Yvette found her way in through the rickety back gate. Wooden stairs led from the house she’d just been in, down to the small garden, where a child’s plastic tricycle lay tipped on its side. Tucked under the stairs was the door to the flat. Yvette rang the bell and waited. Then she knocked on the door and it creaked open a few inches.

For a moment, Yvette stood quite still, listening intently. Outside, she could hear the clamour of traffic. From within, there was nothing.

‘Hello,’ she called. ‘Zach? Mr Greene? It’s Detective Long here.’

Nothing. The wind blew a flurry of white blossom down on her where she stood. For a moment she thought it was snow. Snow in Apriclass="underline" but stranger things happen. She pushed the door wider and stepped inside, onto a balding doormat. Zach Greene was not a tidy man. There were shoes on the floor, piles of junk mail, a couple of empty pizza boxes, a tangle of phone chargers and computer cords, a cotton scarf with tassels.

She took a few more cautious steps.

‘Zach? Are you here?’ Her voice rang out in the small space. To her right, a tiny kitchen, a hob encrusted with ancient food, an army of mugs, granules of instant coffee. Two shirts hanging to dry on the radiator. A smell of something going off somewhere.

It’s odd, she thought. How you know when there’s something wrong. You get a feel for it. Not just the open door, the smell. Something about the silence, as if it hummed with the aftermath of violence. Her skin prickled.

Another shoe, a brown canvas one with yellow laces, on the floor, in the barely opened door that presumably led to Zach’s bedroom. She pushed the door with the tips of her fingers. The shoe was on a foot. The beginnings of the leg could be seen, encased in dark trousers and riding up to expose a striped sock, but everything else was covered with a patterned quilt. She took in the pattern: birds and swirling flowers; it looked Oriental, brightening up the grey and brown pokiness of the dingy flat.

She looked at her watch and noted the time, then squatted down and very carefully drew off the quilt, feeling how damply sticky it was, seeing now that she was close up to it how its vivid pattern had obscured the stains.

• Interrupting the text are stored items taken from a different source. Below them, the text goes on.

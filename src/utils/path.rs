//! Path normalization, locale segments, and URL derivation.
//!
//! All paths handled by the repository are source-relative and normalized to
//! `/` separators before anything else looks at them. URLs are derived from
//! normalized paths: the file extension is dropped, the configured index
//! document maps to its directory's URL, and segments are lowercased with
//! whitespace collapsed to hyphens so they are stable and link-safe.

use regex::Regex;
use std::sync::OnceLock;

/// Normalize a source-relative path to `/` separators.
///
/// Backslashes become forward slashes, repeated separators collapse, and
/// leading `./` / leading and trailing `/` are stripped. The result is the
/// canonical form used for ids, URLs, and case-insensitive comparisons.
#[must_use]
pub fn normalize_path(path: &str) -> String {
    let mut out = String::with_capacity(path.len());
    let mut last_was_sep = true; // swallows leading separators
    for ch in path.chars() {
        let ch = if ch == '\\' { '/' } else { ch };
        if ch == '/' {
            if !last_was_sep {
                out.push('/');
            }
            last_was_sep = true;
        } else {
            out.push(ch);
            last_was_sep = false;
        }
    }
    if out.ends_with('/') {
        out.pop();
    }
    if let Some(rest) = out.strip_prefix("./") {
        return rest.to_string();
    }
    out
}

/// Split the leading locale segment off a normalized path.
///
/// If the first path segment matches one of `locales` (case-insensitive),
/// returns that locale (in its configured casing) and the remainder of the
/// path. Otherwise returns `default_locale` and the path untouched.
#[must_use]
pub fn split_locale<'a>(
    path: &str,
    locales: &'a [String],
    default_locale: &'a str,
) -> (&'a str, String) {
    let normalized = normalize_path(path);
    let (first, rest) = match normalized.split_once('/') {
        Some((first, rest)) => (first, rest.to_string()),
        None => (normalized.as_str(), String::new()),
    };
    for locale in locales {
        if locale.eq_ignore_ascii_case(first) {
            return (locale.as_str(), rest);
        }
    }
    (default_locale, normalized)
}

/// Derive the canonical URL for a content document path.
///
/// `blog/Post One.md` becomes `/blog/post-one`; the configured index document
/// maps to its directory URL (`blog/_index.md` → `/blog`). The root index
/// maps to `/`.
#[must_use]
pub fn url_from_path(path: &str, index_file: &str) -> String {
    let normalized = normalize_path(path);
    let (dir, file) = match normalized.rsplit_once('/') {
        Some((dir, file)) => (dir, file),
        None => ("", normalized.as_str()),
    };

    if file.eq_ignore_ascii_case(index_file) {
        return directory_url(dir);
    }

    let stem = strip_markdown_extension(file);
    let mut url = directory_url(dir);
    if url != "/" {
        url.push('/');
    }
    url.push_str(&url_segment(stem));
    url
}

/// Canonical URL of a directory path (`""` maps to `/`).
#[must_use]
pub fn directory_url(path: &str) -> String {
    let normalized = normalize_path(path);
    if normalized.is_empty() {
        return "/".to_string();
    }
    let mut url = String::from("/");
    let mut first = true;
    for segment in normalized.split('/') {
        if !first {
            url.push('/');
        }
        url.push_str(&url_segment(segment));
        first = false;
    }
    url
}

/// Parent directory of a normalized path (`""` for root-level entries).
#[must_use]
pub fn parent_directory(path: &str) -> String {
    let normalized = normalize_path(path);
    match normalized.rsplit_once('/') {
        Some((dir, _)) => dir.to_string(),
        None => String::new(),
    }
}

/// Final segment of a normalized path.
#[must_use]
pub fn file_name(path: &str) -> String {
    let normalized = normalize_path(path);
    match normalized.rsplit_once('/') {
        Some((_, name)) => name.to_string(),
        None => normalized,
    }
}

/// Whether a path points at a markdown document.
#[must_use]
pub fn is_markdown(path: &str) -> bool {
    let name = file_name(path);
    let lower = name.to_ascii_lowercase();
    lower.ends_with(".md") || lower.ends_with(".markdown")
}

/// Strip a trailing `.md` / `.markdown` extension, if present.
#[must_use]
pub fn strip_markdown_extension(name: &str) -> &str {
    let lower = name.to_ascii_lowercase();
    if lower.ends_with(".markdown") {
        &name[..name.len() - ".markdown".len()]
    } else if lower.ends_with(".md") {
        &name[..name.len() - ".md".len()]
    } else {
        name
    }
}

/// Turn arbitrary text into a URL-safe slug.
///
/// Lowercases, strips everything outside `[a-z0-9\s-]`, collapses whitespace
/// runs to single hyphens, collapses repeated hyphens, and trims hyphens from
/// both ends. An empty result falls back to `"untitled"`.
#[must_use]
pub fn slugify(text: &str) -> String {
    static INVALID: OnceLock<Regex> = OnceLock::new();
    static WHITESPACE: OnceLock<Regex> = OnceLock::new();
    static HYPHENS: OnceLock<Regex> = OnceLock::new();

    let invalid = INVALID.get_or_init(|| Regex::new(r"[^a-z0-9\s-]").expect("static regex"));
    let whitespace = WHITESPACE.get_or_init(|| Regex::new(r"\s+").expect("static regex"));
    let hyphens = HYPHENS.get_or_init(|| Regex::new(r"-{2,}").expect("static regex"));

    let lowered = text.to_lowercase();
    let cleaned = invalid.replace_all(&lowered, "");
    let hyphenated = whitespace.replace_all(cleaned.trim(), "-");
    let collapsed = hyphens.replace_all(&hyphenated, "-");
    let slug = collapsed.trim_matches('-').to_string();
    if slug.is_empty() {
        "untitled".to_string()
    } else {
        slug
    }
}

/// Whether a string already is a valid slug (`^[a-z0-9-]+$`).
#[must_use]
pub fn is_valid_slug(slug: &str) -> bool {
    !slug.is_empty()
        && slug
            .chars()
            .all(|c| c.is_ascii_lowercase() || c.is_ascii_digit() || c == '-')
}

fn url_segment(segment: &str) -> String {
    slugify_segment(segment)
}

// URL segments keep the slug rules but must never be empty; a segment that
// slugifies to nothing keeps a single hyphen so the path depth is preserved.
fn slugify_segment(segment: &str) -> String {
    let slug = slugify(segment);
    if slug == "untitled" && !segment.eq_ignore_ascii_case("untitled") {
        "-".to_string()
    } else {
        slug
    }
}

It must be Zach lying in front of her at the foot of his bed, but the narrow face, the golden eyes, the rosebud lips that had given her the creeps were all gone – smashed into a pulp. Yvette made herself look properly, not squint in a reflex of horror. She could still make out the delicate ear lobes in his wrecked face. There was blood everywhere. People didn’t know how much blood they had flowing through them, warm and fast – only when you saw it pooled around a body did you realize. Puddles of dark, sweet-smelling blood, thickening now. She laid one finger against his back, under his purple shirt; the skin was white and hard and cold.

She stood up, hearing her knees creak, and thought of Karlsson when he arrived at a crime scene: she tried to make herself into a camera. The muddy streaks in the passageway, the tipped picture above the bed, the thickening blood, the rigid flesh, the way his arms were flung out as if he was falling through the air. She remembered the noise the woman upstairs had said she’d heard last night.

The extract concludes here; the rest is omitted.